• David Metzger
    I’m looking at a 150 Year old basement with deteriorating sandstone block walls. The chinking in many areas I’d falling out and much of the radon entry appears to be coming from the walls. Do any of you have experience with radon reduction by use of closed cell foam instillation. My client has had the walls of his crawl foamed ( an addition with concrete block walls) and the Rn above the crawl are somewhat lower than the first floor areas above the basement.
    Do you have any experience and or recommendations regarding closed cell foam as a Radon retarder?
  • Bob Wood
    Yes, here in Canada we have an approval system for construction products that meet or exceed standards. this process is long and expensive. Demilec soya (not high lift) has received its CCMC # as a radon barrier. we have bought a spray-foam rig to service the new construction market for radon control.

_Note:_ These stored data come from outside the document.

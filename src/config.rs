use anyhow::{anyhow, Result};
use serde::Deserialize;
use std::path::{Path, PathBuf};
use std::time::Duration;

const DEFAULT_SOURCE_URL: &str = "stub://front_camera";
const DEFAULT_CAMERA_WIDTH: u32 = 640;
const DEFAULT_CAMERA_HEIGHT: u32 = 480;
const DEFAULT_CAMERA_FPS: u32 = 30;
const DEFAULT_DETECTION_INTERVAL_MS: u64 = 500;
const DEFAULT_HISTORY_CAPACITY: usize = 10;
const DEFAULT_SMOOTHING_WINDOW_MS: u64 = 2000;
const DEFAULT_IDLE_POLL_MS: u64 = 10;
const DEFAULT_CONFIDENCE_THRESHOLD: f32 = 0.5;
const DEFAULT_BAND_HIGH: f32 = 0.7;
const DEFAULT_BAND_MEDIUM: f32 = 0.5;
const DEFAULT_MODEL_PATH: &str = "model/model.onnx";
const DEFAULT_LABELS_PATH: &str = "model/labels.txt";
const DEFAULT_SNAPSHOT_DIR: &str = ".";

#[derive(Debug, Deserialize, Default)]
struct CamspotConfigFile {
    camera: Option<CameraConfigFile>,
    model: Option<ModelConfigFile>,
    detection: Option<DetectionConfigFile>,
    overlay: Option<OverlayConfigFile>,
    snapshot_dir: Option<PathBuf>,
}

#[derive(Debug, Deserialize, Default)]
struct CameraConfigFile {
    url: Option<String>,
    width: Option<u32>,
    height: Option<u32>,
    fps: Option<u32>,
}

#[derive(Debug, Deserialize, Default)]
struct ModelConfigFile {
    path: Option<PathBuf>,
    labels_path: Option<PathBuf>,
}

#[derive(Debug, Deserialize, Default)]
struct DetectionConfigFile {
    interval_ms: Option<u64>,
    history_capacity: Option<usize>,
    smoothing_window_ms: Option<u64>,
    idle_poll_ms: Option<u64>,
}

#[derive(Debug, Deserialize, Default)]
struct OverlayConfigFile {
    confidence_threshold: Option<f32>,
    band_high: Option<f32>,
    band_medium: Option<f32>,
}

/// Resolved daemon configuration.
///
/// Loaded from the JSON file named by `CAMSPOT_CONFIG`, then overridden by
/// environment variables, then validated.
#[derive(Debug, Clone)]
pub struct CamspotConfig {
    pub camera: CameraSettings,
    pub model: ModelSettings,
    pub detection: DetectionSettings,
    pub overlay: OverlaySettings,
    pub snapshot_dir: PathBuf,
}

#[derive(Debug, Clone)]
pub struct CameraSettings {
    pub url: String,
    pub width: u32,
    pub height: u32,
    pub fps: u32,
}

#[derive(Debug, Clone)]
pub struct ModelSettings {
    pub path: PathBuf,
    pub labels_path: PathBuf,
}

#[derive(Debug, Clone)]
pub struct DetectionSettings {
    pub interval: Duration,
    pub history_capacity: usize,
    pub smoothing_window: Duration,
    pub idle_poll: Duration,
}

#[derive(Debug, Clone)]
pub struct OverlaySettings {
    pub confidence_threshold: f32,
    pub band_high: f32,
    pub band_medium: f32,
}

impl CamspotConfig {
    /// Load using the `CAMSPOT_CONFIG` file if that variable is set.
    pub fn load() -> Result<Self> {
        let config_path = std::env::var("CAMSPOT_CONFIG").ok();
        Self::load_from(config_path.as_deref().map(Path::new))
    }

    /// Load from an explicit config file path, then apply env overrides
    /// and validate.
    pub fn load_from(path: Option<&Path>) -> Result<Self> {
        let file_cfg = match path {
            Some(path) => Some(read_config_file(path)?),
            None => None,
        };
        let mut cfg = Self::from_file(file_cfg.unwrap_or_default());
        cfg.apply_env()?;
        cfg.validate()?;
        Ok(cfg)
    }

    fn from_file(file: CamspotConfigFile) -> Self {
        let camera = CameraSettings {
            url: file
                .camera
                .as_ref()
                .and_then(|camera| camera.url.clone())
                .unwrap_or_else(|| DEFAULT_SOURCE_URL.to_string()),
            width: file
                .camera
                .as_ref()
                .and_then(|camera| camera.width)
                .unwrap_or(DEFAULT_CAMERA_WIDTH),
            height: file
                .camera
                .as_ref()
                .and_then(|camera| camera.height)
                .unwrap_or(DEFAULT_CAMERA_HEIGHT),
            fps: file
                .camera
                .as_ref()
                .and_then(|camera| camera.fps)
                .unwrap_or(DEFAULT_CAMERA_FPS),
        };
        let model = ModelSettings {
            path: file
                .model
                .as_ref()
                .and_then(|model| model.path.clone())
                .unwrap_or_else(|| PathBuf::from(DEFAULT_MODEL_PATH)),
            labels_path: file
                .model
                .as_ref()
                .and_then(|model| model.labels_path.clone())
                .unwrap_or_else(|| PathBuf::from(DEFAULT_LABELS_PATH)),
        };
        let detection = DetectionSettings {
            interval: Duration::from_millis(
                file.detection
                    .as_ref()
                    .and_then(|detection| detection.interval_ms)
                    .unwrap_or(DEFAULT_DETECTION_INTERVAL_MS),
            ),
            history_capacity: file
                .detection
                .as_ref()
                .and_then(|detection| detection.history_capacity)
                .unwrap_or(DEFAULT_HISTORY_CAPACITY),
            smoothing_window: Duration::from_millis(
                file.detection
                    .as_ref()
                    .and_then(|detection| detection.smoothing_window_ms)
                    .unwrap_or(DEFAULT_SMOOTHING_WINDOW_MS),
            ),
            idle_poll: Duration::from_millis(
                file.detection
                    .as_ref()
                    .and_then(|detection| detection.idle_poll_ms)
                    .unwrap_or(DEFAULT_IDLE_POLL_MS),
            ),
        };
        let overlay = OverlaySettings {
            confidence_threshold: file
                .overlay
                .as_ref()
                .and_then(|overlay| overlay.confidence_threshold)
                .unwrap_or(DEFAULT_CONFIDENCE_THRESHOLD),
            band_high: file
                .overlay
                .as_ref()
                .and_then(|overlay| overlay.band_high)
                .unwrap_or(DEFAULT_BAND_HIGH),
            band_medium: file
                .overlay
                .as_ref()
                .and_then(|overlay| overlay.band_medium)
                .unwrap_or(DEFAULT_BAND_MEDIUM),
        };
        let snapshot_dir = file
            .snapshot_dir
            .unwrap_or_else(|| PathBuf::from(DEFAULT_SNAPSHOT_DIR));
        Self {
            camera,
            model,
            detection,
            overlay,
            snapshot_dir,
        }
    }

    fn apply_env(&mut self) -> Result<()> {
        if let Ok(url) = std::env::var("CAMSPOT_SOURCE_URL") {
            if !url.trim().is_empty() {
                self.camera.url = url;
            }
        }
        if let Ok(interval) = std::env::var("CAMSPOT_DETECTION_INTERVAL_MS") {
            let ms: u64 = interval.parse().map_err(|_| {
                anyhow!("CAMSPOT_DETECTION_INTERVAL_MS must be an integer number of milliseconds")
            })?;
            self.detection.interval = Duration::from_millis(ms);
        }
        if let Ok(threshold) = std::env::var("CAMSPOT_CONFIDENCE_THRESHOLD") {
            let value: f32 = threshold
                .parse()
                .map_err(|_| anyhow!("CAMSPOT_CONFIDENCE_THRESHOLD must be a float"))?;
            self.overlay.confidence_threshold = value;
        }
        if let Ok(dir) = std::env::var("CAMSPOT_SNAPSHOT_DIR") {
            if !dir.trim().is_empty() {
                self.snapshot_dir = PathBuf::from(dir);
            }
        }
        Ok(())
    }

    fn validate(&self) -> Result<()> {
        if self.camera.width == 0 || self.camera.height == 0 {
            return Err(anyhow!("camera resolution must be nonzero"));
        }
        if self.camera.fps == 0 {
            return Err(anyhow!("camera fps must be greater than zero"));
        }
        if self.detection.interval.is_zero() {
            return Err(anyhow!("detection interval must be greater than zero"));
        }
        if self.detection.smoothing_window.is_zero() {
            return Err(anyhow!("smoothing window must be greater than zero"));
        }
        if self.detection.history_capacity == 0 {
            return Err(anyhow!("history capacity must be at least 1"));
        }
        for (name, value) in [
            ("confidence_threshold", self.overlay.confidence_threshold),
            ("band_high", self.overlay.band_high),
            ("band_medium", self.overlay.band_medium),
        ] {
            if !(0.0..=1.0).contains(&value) {
                return Err(anyhow!("{} must be within [0, 1]", name));
            }
        }
        if self.overlay.band_medium > self.overlay.band_high {
            return Err(anyhow!("band_medium cannot exceed band_high"));
        }
        Ok(())
    }
}

impl Default for CamspotConfig {
    fn default() -> Self {
        Self::from_file(CamspotConfigFile::default())
    }
}

fn read_config_file(path: &Path) -> Result<CamspotConfigFile> {
    let raw = std::fs::read_to_string(path)
        .map_err(|e| anyhow!("failed to read config file {}: {}", path.display(), e))?;
    let cfg = serde_json::from_str(&raw)
        .map_err(|e| anyhow!("invalid config file {}: {}", path.display(), e))?;
    Ok(cfg)
}
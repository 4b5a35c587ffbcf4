//! Frame sources.
//!
//! A source owns the capture device and hands the newest decoded frame to
//! the loop on demand:
//! - `LibcameraSource`: a `libcamera-vid` subprocess streaming MJPEG
//! - `SyntheticSource`: deterministic `stub://` source for tests and demos
//!
//! Sources publish into a single-slot cell, so the loop always sees the
//! freshest frame and slow consumers simply drop intermediates.

pub mod libcamera;
pub mod synthetic;

pub use libcamera::{LibcameraConfig, LibcameraSource};
pub use synthetic::SyntheticSource;

use anyhow::Result;

use crate::frame::Frame;

/// Camera resolution and pacing shared by all sources.
#[derive(Clone, Debug)]
pub struct CameraSettings {
    pub width: u32,
    pub height: u32,
    pub fps: u32,
}

impl Default for CameraSettings {
    fn default() -> Self {
        Self {
            width: 640,
            height: 480,
            fps: 30,
        }
    }
}

/// A camera-facing frame supplier.
pub trait FrameSource: Send {
    fn name(&self) -> &'static str;

    /// Begin producing frames. Must succeed before `latest_frame` is polled.
    fn start(&mut self) -> Result<()>;

    /// The most recent decoded frame, or `None` when nothing new has
    /// arrived since the last poll.
    fn latest_frame(&mut self) -> Result<Option<Frame>>;

    /// Stop capture and release the device. Idempotent.
    fn stop(&mut self);

    /// False once the source has stopped responding.
    fn is_healthy(&self) -> bool;
}
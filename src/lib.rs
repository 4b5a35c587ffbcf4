//! camspot: camera detection smoothing and display overlay.
//!
//! A single detection loop captures frames from a [`ingest::FrameSource`],
//! classifies them on a throttled cadence, smooths the recent predictions
//! by majority vote over a trailing time window, and draws a status overlay
//! on every frame before handing it to a [`display::DisplaySink`].
//!
//! The library layer is backend-agnostic: camera, classifier, and display
//! are traits, with a synthetic source and a stub classifier built in so
//! the whole pipeline runs without hardware.

pub mod classify;
pub mod config;
pub mod display;
pub mod error;
pub mod font;
pub mod frame;
pub mod history;
pub mod ingest;
pub mod overlay;
pub mod runner;
pub mod shared;
pub mod smooth;

pub use error::PipelineError;
pub use frame::Frame;
pub use history::{DetectionHistory, DetectionSample, DEFAULT_HISTORY_CAPACITY};
pub use overlay::{ConfidenceBand, OverlayConfig, OverlayRenderer};
pub use runner::{DetectionLoop, LoopConfig, LoopState, LoopStats};
pub use smooth::{smooth, SmoothedDetection, DEFAULT_SMOOTHING_WINDOW, NO_DETECTION_LABEL};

    Like all products in the radon world effectiveness is in the details and the competence of individual installer.
    Most good sprayers are not of the small job temperament and they love to spray large quantities quickly.
    so you will want to talk to several contractors. Spray-foam has some nasty chemicals while it is off gassing and owners and pets need to be out of house while it is being sprayed and for 24 hrs after completion.
    I have been around construction in Canada a long time and have not seen a structural sandstone block wall could you share some pictures.
    if this is what i am imagining, you may do well to provide something for the foam to hang on to as moisture and freeze/ thaw / movement of blocks may break bond of foam to blocks over time. I would ensure that the the spray foam does the rim joist cavities and spray foam in Canada must be covered with either drywall or another fire rated barrier.
  • Bruce Decker BGIS
    To add to Bob's comments spray foam is fantastic for air/gas sealing. Here are 2 links and documents for reference. The first link is the CUFCA and NRC approval of spray foam as a Radon barrier. The second link is the detail for spray foaming a rubble foundation wall which includes a drainage plane between the foundation and the wall (which Bob suggested you have for other valid reasons). You will need to confirm local fire code requirements for what the foam needs as a fire barrier. Building Science Press and Joe Lstiburek are renowned for their competence in building science. I can't imagine a building official being able to argue with his designs.

    Bob already mentioned it but I also need to repeat it. Make sure occupants are out of the building during the application of the spray foam. The isocyanates in the foam are a chemical sensitizer and you simply must control exposure during application.


    Rubble Foundations _ Building Science Corporation (939K)
    CCMC-14073-R_EN_RADON-RCS (781K)
  • David Metzger
    Thanks to both of you! I originally thought about it because of an article I saw regarding the Demilek Soya product. I'm going to share these two articles with my client and his foam installer. I'll post a couple of photos of the walls Wednesday night.
    Thanks Bob and Bruce.
  • Henri Boyea
    At least here, in a crawlspace, a 3" gap must be left between the foam and the floor joists for termite inspection, just the same as with rigid foam and polyethylene vapor barriers.
  • David Metzger
    Thanks Henri. A great point. We need 6" in many counties here in Ohio. Most of that area is almost always above grade anyway so there is less radon entry at the top of the wall. Good advise. Oh course they don't have quite the termite problem in Canada that we do in most of the States. Thanks.